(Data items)
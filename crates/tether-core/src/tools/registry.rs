//! Keyed registry of tool calls seen during a send cycle

use chrono::{DateTime, Utc};
use serde_json::Value;
use std::collections::HashMap;

use super::types::{ToolCall, ToolStatus};

/// Fields carried by a `tool` event, applied as an upsert
#[derive(Debug, Clone, Default, PartialEq)]
pub struct ToolUpsert {
    pub id: String,
    pub name: Option<String>,
    pub description: Option<String>,
    pub status: Option<ToolStatus>,
    pub parameters: Option<HashMap<String, Value>>,
}

/// Registry of tool calls keyed by id
///
/// Calls are created on first sighting and mutated in place afterwards;
/// nothing is removed until the registry is cleared for a new cycle.
#[derive(Debug, Clone, Default)]
pub struct ToolCallRegistry {
    calls: HashMap<String, ToolCall>,
    order: Vec<String>,
}

impl ToolCallRegistry {
    pub fn new() -> Self {
        Self::default()
    }

    /// Create or update a tool call, returning the updated value
    pub fn upsert(&mut self, update: ToolUpsert, now: DateTime<Utc>) -> &ToolCall {
        if !self.calls.contains_key(&update.id) {
            self.order.push(update.id.clone());
        }
        let call = self
            .calls
            .entry(update.id.clone())
            .or_insert_with(|| ToolCall::new(update.id.clone(), String::new()));

        if let Some(name) = update.name {
            if !name.is_empty() {
                call.name = name;
            }
        }
        if let Some(description) = update.description {
            call.description = description;
        }
        if call.description.is_empty() && !call.name.is_empty() {
            call.description = format!("Executing {}", call.name);
        }
        if let Some(parameters) = update.parameters {
            call.parameters = parameters;
        }
        if let Some(status) = update.status {
            Self::apply_status(call, status, now);
        }
        call
    }

    /// Mark an existing call as running
    pub fn mark_running(
        &mut self,
        id: &str,
        progress: Option<String>,
        now: DateTime<Utc>,
    ) -> Option<&ToolCall> {
        let call = self.calls.get_mut(id)?;
        call.status = ToolStatus::Running;
        call.started_at = Some(now);
        if let Some(progress) = progress {
            call.description = progress;
        }
        Some(call)
    }

    /// Record the outcome of an existing call
    pub fn mark_finished(
        &mut self,
        id: &str,
        success: bool,
        output: String,
        now: DateTime<Utc>,
    ) -> Option<&ToolCall> {
        let call = self.calls.get_mut(id)?;
        call.ended_at = Some(now);
        if success {
            call.status = ToolStatus::Completed;
            call.result = Some(output);
        } else {
            call.status = ToolStatus::Error;
            call.error = Some(output);
        }
        Some(call)
    }

    fn apply_status(call: &mut ToolCall, status: ToolStatus, now: DateTime<Utc>) {
        if status == ToolStatus::Running && call.status != ToolStatus::Running {
            call.started_at = Some(now);
        }
        if status.is_finished() && call.ended_at.is_none() {
            call.ended_at = Some(now);
        }
        call.status = status;
    }

    pub fn get(&self, id: &str) -> Option<&ToolCall> {
        self.calls.get(id)
    }

    pub fn contains(&self, id: &str) -> bool {
        self.calls.contains_key(id)
    }

    /// Snapshot of every call in first-sighting order
    pub fn snapshot(&self) -> Vec<ToolCall> {
        self.order
            .iter()
            .filter_map(|id| self.calls.get(id))
            .cloned()
            .collect()
    }

    pub fn running_tool_count(&self) -> usize {
        self.calls.values().filter(|c| c.is_running()).count()
    }

    pub fn len(&self) -> usize {
        self.calls.len()
    }

    pub fn is_empty(&self) -> bool {
        self.calls.is_empty()
    }

    pub fn clear(&mut self) {
        self.calls.clear();
        self.order.clear();
    }
}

TASK OBJECTIVE -
Word for word, repeat the data from its first line through the line with "a new cycle.", including both of those lines and no others.

EXPECTED ANSWER -
filename crates/tether-core/src/tools/registry.rs
//! Keyed registry of tool calls seen during a send cycle

use chrono::{DateTime, Utc};
use serde_json::Value;
use std::collections::HashMap;

use super::types::{ToolCall, ToolStatus};

/// Fields carried by a `tool` event, applied as an upsert
#[derive(Debug, Clone, Default, PartialEq)]
pub struct ToolUpsert {
    pub id: String,
    pub name: Option<String>,
    pub description: Option<String>,
    pub status: Option<ToolStatus>,
    pub parameters: Option<HashMap<String, Value>>,
}

/// Registry of tool calls keyed by id
///
/// Calls are created on first sighting and mutated in place afterwards;
/// nothing is removed until the registry is cleared for a new cycle.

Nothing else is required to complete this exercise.